Independence verging on the extreme is, says Saxton, “a great thing to have in the locker, but I would challenge someone: what would it be like to begin to state what your needs are and seeing whether or not they could be met?” If your hyper-independence is something you’d like to change, try to understand where it might have come from. A therapist could be helpful, but Saxton says you can do a lot of this yourself. A person may have “lots of reasons and excuses as to why and how they like being independent, but if they’re able to drop down into whether or not there might be an inner wounded part that was let down, then you can work on being able to be with that part that felt nobody was there for them. Where did I learn I was better off to be on my own? Who might have failed me? Who didn’t give me maybe some of the support that I needed? And then we can begin to move towards tolerating some level of vulnerability.”

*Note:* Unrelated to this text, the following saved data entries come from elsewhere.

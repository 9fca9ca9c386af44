use log4rs::append::console::ConsoleAppender;
use log4rs::config::{Appender, Logger, Root};
use log4rs::encode::pattern::PatternEncoder;
use log4rs::Config;

use crate::error::SimError;
use crate::log::{LevelFilter, LogState, ModuleFilter, ENGINE_TARGET};

// ISO 8601 timestamp, color coded level, then the module the message came from
const LOG_PATTERN: &str = "{d(%Y-%m-%dT%H:%M:%SZ)} {h({l})} {t} - {m}{n}";

const CONSOLE: &str = "console";

/// Builds a console configuration with one logger for the engine and one per module filter.
/// The root logger is off, so only engine messages reach the console.
pub(super) fn build_config(
    engine_level: LevelFilter,
    module_filters: &[ModuleFilter],
) -> Result<Config, SimError> {
    let engine_level = module_filters
        .iter()
        .rev()
        .find(|filter| filter.module() == ENGINE_TARGET)
        .map_or(engine_level, ModuleFilter::level);

    let console = ConsoleAppender::builder()
        .encoder(Box::new(PatternEncoder::new(LOG_PATTERN)))
        .build();
    let mut builder = Config::builder()
        .appender(Appender::builder().build(CONSOLE, Box::new(console)))
        .logger(Logger::builder().build(ENGINE_TARGET, engine_level));
    for filter in module_filters
        .iter()
        .filter(|filter| filter.module() != ENGINE_TARGET)
    {
        builder = builder.logger(Logger::builder().build(filter.module(), filter.level()));
    }

    builder
        .build(Root::builder().appender(CONSOLE).build(LevelFilter::Off))
        .map_err(|e| SimError::SimError(format!("invalid log configuration: {e}")))
}

impl LogState {
    /// Installs the logger on first use and reconfigures it afterwards.
    pub(super) fn apply(&mut self) -> Result<(), SimError> {
        let config = build_config(self.engine_level(), &self.module_filters)?;
        match &self.handle {
            Some(handle) => handle.set_config(config),
            None => {
                let handle = log4rs::init_config(config)
                    .map_err(|e| SimError::SimError(format!("failed to install logger: {e}")))?;
                self.handle = Some(handle);
            }
        }
        Ok(())
    }
}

One way would be to start practising bits of “micro-dependence – asking for help with a small task that maybe isn’t so important, sharing a worry with somebody, letting somebody in a little bit. Micro-dependency or micro-vulnerability is stepping out and seeing what it feels like, just to show a little bit of your underbelly.” Healthy intimate relationships, points out Saxton, require reciprocity.

It was challenging herself to let someone buy her a coffee, remembers Lad, that allowed her to start to shift some of her hyper-independence three years ago. As well as leading to her relationship – which she thinks wouldn’t have worked before – the change has also improved her friendships. She now works as a coach, helping “hyper-independent women heal so they can feel safe, open up and receive that love and support that they crave”.

Jones has experimented with reaching out more, for instance by trying a local running club. “This sort of accountability and having other people around to support you with your goals I know is important.” Although she does lean on close friends, this is about being more vulnerable with people she doesn’t know well, and accepting that “those people could be supportive”. She is a little sceptical about how much of her hyper-independence she really wants to give up, but she is considering it. “You take on this role where you just do everything and get on with it.” As she gets older, she says, “the more I start to realise that I’m not sure I particularly like that role all the time”.